In California, Bill Clinton defends his record to protesters

Bill Clinton cursed out over 1994 crime bill

RICHMOND, California Bill Clinton has been traveling across California to fire up supporters of his wife's campaign in the final hours before voting begins in the state's primary.

Here in Richmond, for the third time in as many days, he found himself getting pelted with questions about his own administration's record and about Hillary Clinton's relationship with Wall Street.

Though the former president is is a talented campaigner who has been a frequent surrogate for his wife in recent months, he's also a quite literal reminder of the policies he spearheaded in the 1990s--especially as they relate to criminal justice issues--that have come under sharp criticism in recent years.

And as he travels to heavily African American parts of the state--Census Bureau statistics put Richmond's population, for example, at more than 26 percent African American--he's been repeatedly confronted about his own record on criminal justice issues.

In Richmond on Monday afternoon, as he has in other recent situations, Clinton seemed to relish the back-and-forth, letting the protester speak and responding to each part of his objections.

Barely a few minutes into Clinton's 40-minute speech here, a protester in the audience began shouting at him about his administration's 1994 crime bill, an issue criminal justice activists have seized on throughout the campaign. Clinton supporters in the crowd worked to drown them out, but Clinton himself acknowledged it: "No, no this is good. Will you let me answer that?"

"When the crime bill in 1994 came over from the House, it had stronger incarceration procedures than I originally asked for. They cover about 8 percent of total people in prison," he said, noting that Sanders voted for the bill while in the House. "When we got to the Senate, the Senate included an assault weapons ban with an ammunition clip limit."

Clinton added he had "just been through a knock-down, drag-out fight to get universal background checks passed," and that he did the best he could to negotiate for what he wanted in the bill. To address these issues before Hillary Clinton launched her campaign, Bill Clinton noted that he'd spoken to the NAACP last year and acknowledged that the incarceration measures in the bill were a mistake, and that he had commuted the sentences of many of those affected by the legislation. But while he concedes those measures were flawed, other parts he staunchly defends.

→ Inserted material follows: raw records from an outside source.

//! `prodcal check`: summarize a generated calendar file

use std::collections::HashSet;
use std::fs;
use std::path::Path;

use anyhow::{bail, Context, Result};
use colored::Colorize;
use prodcal_calendar::{parse_document, ParsedCalendar};

use crate::Verbosity;

/// Counts gathered from a parsed calendar
#[derive(Debug, Clone, PartialEq, Eq)]
pub struct Summary {
    pub events: usize,
    pub days: i64,
    pub missing_uids: usize,
    pub duplicate_uids: Vec<String>,
    /// Events whose DTEND is not after DTSTART, as `start summary`
    pub empty_events: Vec<String>,
}

impl Summary {
    pub fn of(calendar: &ParsedCalendar) -> Self {
        let mut seen = HashSet::new();
        let mut duplicate_uids = Vec::new();
        let mut missing_uids = 0;
        for event in &calendar.events {
            match &event.uid {
                Some(uid) if !seen.insert(uid.as_str()) => duplicate_uids.push(uid.clone()),
                Some(_) => {}
                None => missing_uids += 1,
            }
        }
        let mut days = 0;
        let mut empty_events = Vec::new();
        for event in &calendar.events {
            if event.end_exclusive > event.start {
                days += (event.end_exclusive.as_naive() - event.start.as_naive()).num_days();
            } else {
                empty_events.push(format!("{} {}", event.start, event.summary));
            }
        }
        Self {
            events: calendar.events.len(),
            days,
            missing_uids,
            duplicate_uids,
            empty_events,
        }
    }

    pub fn is_valid(&self) -> bool {
        self.missing_uids == 0 && self.duplicate_uids.is_empty() && self.empty_events.is_empty()
    }
}

pub fn run(path: &Path, verbosity: Verbosity) -> Result<()> {
    let text = fs::read_to_string(path)
        .with_context(|| format!("Failed to read calendar file: {}", path.display()))?;
    let calendar = parse_document(&text)
        .with_context(|| format!("Failed to parse calendar file: {}", path.display()))?;
    let summary = Summary::of(&calendar);

    if verbosity.should_show_output() {
        println!(
            "{}: {}",
            "Calendar".bold(),
            calendar.name.as_deref().unwrap_or("(unnamed)")
        );
        println!("  Events: {}", summary.events);
        println!("  Days:   {}", summary.days);
        if verbosity.is_verbose() {
            for event in &calendar.events {
                println!(
                    "  {} .. {}  {}",
                    event.start,
                    event.end_exclusive,
                    event.summary
                );
            }
        }
    }

    if !summary.is_valid() {
        if !summary.empty_events.is_empty() {
            bail!(
                "Events with DTEND not after DTSTART: {}",
                summary.empty_events.join("; ")
            );
        }
        if summary.missing_uids > 0 {
            bail!("{} events have no UID", summary.missing_uids);
        }
        bail!("Duplicate UIDs: {}", summary.duplicate_uids.join(", "));
    }
    if verbosity.should_show_output() {
        println!("{} All UIDs are unique", "✓".green().bold());
    }
    Ok(())
}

"I never claimed that it was perfect," he said. "There's a lot of people walking around alive today [because of the law] ... I'm proud of it."

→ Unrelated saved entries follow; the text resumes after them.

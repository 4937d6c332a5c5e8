use anyhow::Context;
use axum::Router;
use bookshelf_kernel::{settings::Settings, InitCtx, ModuleRegistry};
use sqlx::SqlitePool;

use crate::modules;

/// A connected, migrated, and initialized application
pub struct Application {
    settings: Settings,
    pool: SqlitePool,
    registry: ModuleRegistry,
}

impl Application {
    /// Connect to the database, register modules, apply their migrations,
    /// and run module initialization.
    pub async fn bootstrap(settings: Settings) -> anyhow::Result<Self> {
        let pool = bookshelf_db::connect(&settings.database).await?;

        let mut registry = ModuleRegistry::new();
        modules::register_all(&mut registry, &pool, &settings)?;

        let applied = bookshelf_db::apply_migrations(&pool, &registry.collect_migrations())
            .await
            .with_context(|| "failed to apply module migrations")?;
        tracing::info!(applied, "database schema up to date");

        let ctx = InitCtx {
            settings: &settings,
        };
        registry.init_modules(&ctx).await?;

        Ok(Self {
            settings,
            pool,
            registry,
        })
    }

    pub fn registry(&self) -> &ModuleRegistry {
        &self.registry
    }

    /// The full HTTP router with every module mounted
    pub fn router(&self) -> anyhow::Result<Router> {
        bookshelf_http::build_router(&self.registry, &self.settings)
    }

    /// Start modules, serve HTTP until shutdown, then stop modules and close the pool.
    pub async fn serve(self) -> anyhow::Result<()> {
        let ctx = InitCtx {
            settings: &self.settings,
        };
        self.registry.start_modules(&ctx).await?;

        let served = bookshelf_http::start_server(&self.registry, &self.settings).await;

        self.registry.stop_modules().await?;
        self.pool.close().await;
        served
    }
}

/// Apply pending migrations without starting the server.
pub async fn migrate(settings: &Settings) -> anyhow::Result<usize> {
    let pool = bookshelf_db::connect(&settings.database).await?;

    let mut registry = ModuleRegistry::new();
    modules::register_all(&mut registry, &pool, settings)?;

    let applied = bookshelf_db::apply_migrations(&pool, &registry.collect_migrations()).await?;
    pool.close().await;
    Ok(applied)
}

"Most important, look at what you did get," he added. "You got community policing, you got after school programs ... and you got the lowest crime rate in 25 years, the lowest murder rate in 33 years and the lowest death from illegal gun homicides in 47 years."

Clinton supporters in the crowd cheered. "You tell 'em, Bill!" one woman shouted.

As he started to get back on track with his regular stump speech, the same protester then confronted Clinton about his and his wife's relationship with Wall Street.

"When I became president, I raised taxes on the top 1 percent, I raised taxes on the wealthiest corporations, I put a man in to regulate Wall Street who did his job so well that Republicans threatened to defund the Securities and Exchange Commission," he said. "...This whole campaign has been some kind of weird attempt to say, let's not look at what really happened--which is we all grew together."

When one protester continued, Clinton cut him off. "This is not your meeting, sir," he said again, pivoting to talking about how presumptive GOP nominee Donald Trump is the real ally of Wall Street in the race.

Meanwhile, outside the rally, a small group of Sanders supporters continuously chanted "Bernie! Bernie!" As rally-goers walked into the venue, the Sanders supporters asked people if they were ready to "feel the Bern."

Finally, Clinton said his wife "doesn't care" who the protesters vote for, and that she will still help them once she's elected. "No matter who you vote for, she's coming back for you to give you a chance to rise with all of us," he said.

These interactions have seemingly become a frequent occurrence for Clinton. On Saturday, a woman cursed him out over the 1994 crime bill while he was greeting voters in a restaurant in Watts, a neighborhood in Los Angeles.

"Hey Clinton, f***k you," the woman said. "My people are still in jail from your crime bill ... you want to take pictures while my people are here? We're still in jail from what you did."

And in Los Angeles on Sunday, protesters tried consistently to interrupt his speech at Mariachi Plaza. Clinton just continued on with his speech anyway: "There are more of us than there are you, but no point in having a shouting match," he said.

Those interactions came less than two weeks after Clinton engaged with a 24-year-old Sanders supporter in a Santa Fe, N.M., diner who was critical of his tenure in the White House. Despite staffers trying to pull him along, Clinton held court with the Sanders supporter for more than half an hour.

"If you never have to make a decision, then you can go back to the past and cherry-pick everything [for a] narrative that is blatantly false," Clinton said in Santa Fe. "What you're saying is false."

After keeping a low profile throughout 2015, Clinton has become a consistent and under-the-radar presence on the campaign trail for his wife--and nowhere has that been more clear than here in California, where he's kept a busier-than-usual schedule as polls tighten and primary day approaches. In the last four days alone, he will have held a total of 15 get-out-the-vote events, as well as other smaller retail stops across the state in between.